# Your assignment
Please find every line in the entries below that contains the string "flac", and copy it.

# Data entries
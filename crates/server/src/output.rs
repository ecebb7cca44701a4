//! Plain-text rendering for the query commands.

use std::fmt::Write;

use detergent_core::{CatalogStats, TimelineBucket, Torrent, TorrentMetadata};

const UNRESOLVED: &str = "-- unresolved --";

/// `announce_count name magnet`, one torrent per line.
pub fn torrent_line(torrent: &Torrent) -> String {
    format!(
        "{:<9} {:<80} {}",
        torrent.announce_count,
        torrent.name.as_deref().unwrap_or(UNRESOLVED),
        torrent.info_hash.magnet_uri()
    )
}

pub fn torrent_list(torrents: &[Torrent]) -> String {
    let mut out = String::new();
    for torrent in torrents {
        out.push_str(&torrent_line(torrent));
        out.push('\n');
    }
    out
}

/// Each non-empty day under an underlined date header.
pub fn timeline(buckets: &[TimelineBucket]) -> String {
    let mut out = String::new();
    for bucket in buckets.iter().filter(|b| !b.torrents.is_empty()) {
        let header = bucket.day.format("%A %Y-%m-%d").to_string();
        let _ = writeln!(out, "{}", header);
        let _ = writeln!(out, "{}", "-".repeat(header.len()));
        out.push_str(&torrent_list(&bucket.torrents));
        out.push('\n');
    }
    out
}

pub fn stats(stats: &CatalogStats) -> String {
    format!(
        "Torrents:  {}\nResolved:  {}\nAnnounces: {}\n",
        stats.total_torrents, stats.total_resolved, stats.total_announces
    )
}

pub fn metadata(metadata: &TorrentMetadata) -> String {
    let mut out = String::new();
    let _ = writeln!(out, "Name:   {}", metadata.display_name());
    let _ = writeln!(out, "Size:   {}", human_size(metadata.length));
    let _ = writeln!(out, "Magnet: {}", metadata.info_hash.magnet_uri());
    if metadata.is_multi_file() {
        let _ = writeln!(out, "Files:");
        for file in &metadata.files {
            let _ = writeln!(out, "  {:>10}  {}", human_size(file.length), file.path);
        }
    }
    out
}

pub fn human_size(bytes: u64) -> String {
    const UNITS: [&str; 5] = ["B", "KiB", "MiB", "GiB", "TiB"];
    let mut size = bytes as f64;
    let mut unit = 0;
    while size >= 1024.0 && unit < UNITS.len() - 1 {
        size /= 1024.0;
        unit += 1;
    }
    if unit == 0 {
        format!("{} B", bytes)
    } else {
        format!("{:.1} {}", size, UNITS[unit])
    }
}

#[cfg(test)]
mod tests {
    use super::*;
    use chrono::{NaiveDate, Utc};
    use detergent_core::testing::fixtures;

    fn torrent(byte: u8, name: Option<&str>, announce_count: u64) -> Torrent {
        Torrent {
            info_hash: fixtures::info_hash(byte),
            name: name.map(str::to_string),
            length: 0,
            announce_count,
            created_at: Utc::now(),
            resolved_at: None,
        }
    }

    #[test]
    fn test_torrent_line_layout() {
        let line = torrent_line(&torrent(0xaa, Some("Ubuntu ISO"), 42));
        assert!(line.starts_with("42        Ubuntu ISO"));
        assert!(line.ends_with(&format!("magnet:?xt=urn:btih:{}", "aa".repeat(20))));
        assert_eq!(line.find("magnet:"), Some(91));
    }

    #[test]
    fn test_unresolved_placeholder() {
        assert!(torrent_line(&torrent(1, None, 0)).contains("-- unresolved --"));
    }

    #[test]
    fn test_timeline_skips_empty_days() {
        let buckets = vec![
            TimelineBucket {
                day: NaiveDate::from_ymd_opt(2024, 3, 2).unwrap(),
                torrents: vec![torrent(1, Some("a"), 1)],
            },
            TimelineBucket {
                day: NaiveDate::from_ymd_opt(2024, 3, 1).unwrap(),
                torrents: vec![],
            },
        ];

        let out = timeline(&buckets);
        assert!(out.starts_with("Saturday 2024-03-02\n-------------------\n"));
        assert!(!out.contains("2024-03-01"));
    }

    #[test]
    fn test_human_size() {
        assert_eq!(human_size(512), "512 B");
        assert_eq!(human_size(1536), "1.5 KiB");
        assert_eq!(human_size(734_003_200), "700.0 MiB");
    }

    #[test]
    fn test_metadata_lists_files_for_multi_file() {
        let meta = fixtures::multi_file_metadata(
            fixtures::info_hash(2),
            "Album",
            &[("01.flac", 2048)],
        );
        let out = metadata(&meta);
        assert!(out.contains("Name:   Album"));
        assert!(out.contains("Album/01.flac"));
    }
}
//! Metrics middleware for API routes.

use axum::{body::Body, http::Request, middleware::Next, response::Response};
use std::time::Instant;

use crate::metrics::{normalize_path, HTTP_REQUESTS_TOTAL, HTTP_REQUEST_DURATION};

/// Records request duration and count per method, path and status.
pub async fn metrics_middleware(request: Request<Body>, next: Next) -> Response {
    let start = Instant::now();
    let method = request.method().to_string();
    let path = normalize_path(request.uri().path());

    let response = next.run(request).await;

    let duration = start.elapsed().as_secs_f64();
    let status = response.status().as_u16().to_string();

    HTTP_REQUEST_DURATION
        .with_label_values(&[&method, &path, &status])
        .observe(duration);
    HTTP_REQUESTS_TOTAL
        .with_label_values(&[&method, &path, &status])
        .inc();

    response
}

#[cfg(test)]
mod tests {
    use super::*;
    use axum::{http::StatusCode, middleware, routing::get, Router};
    use tower::ServiceExt;

    async fn dummy_handler() -> &'static str {
        "OK"
    }

    #[tokio::test]
    async fn test_metrics_middleware_counts_requests() {
        let app = Router::new()
            .route("/probe/{hash}", get(dummy_handler))
            .layer(middleware::from_fn(metrics_middleware));

        let request = Request::builder()
            .uri("/probe/a94a8fe5ccb19ba61c4c0873d391e987982fbbd3")
            .body(Body::empty())
            .unwrap();

        let response = app.oneshot(request).await.unwrap();
        assert_eq!(response.status(), StatusCode::OK);

        let count = HTTP_REQUESTS_TOTAL
            .with_label_values(&["GET", "/probe/{hash}", "200"])
            .get();
        assert!(count >= 1);
    }
}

# Written answer
            &[("01.flac", 2048)],
        assert!(out.contains("Album/01.flac"));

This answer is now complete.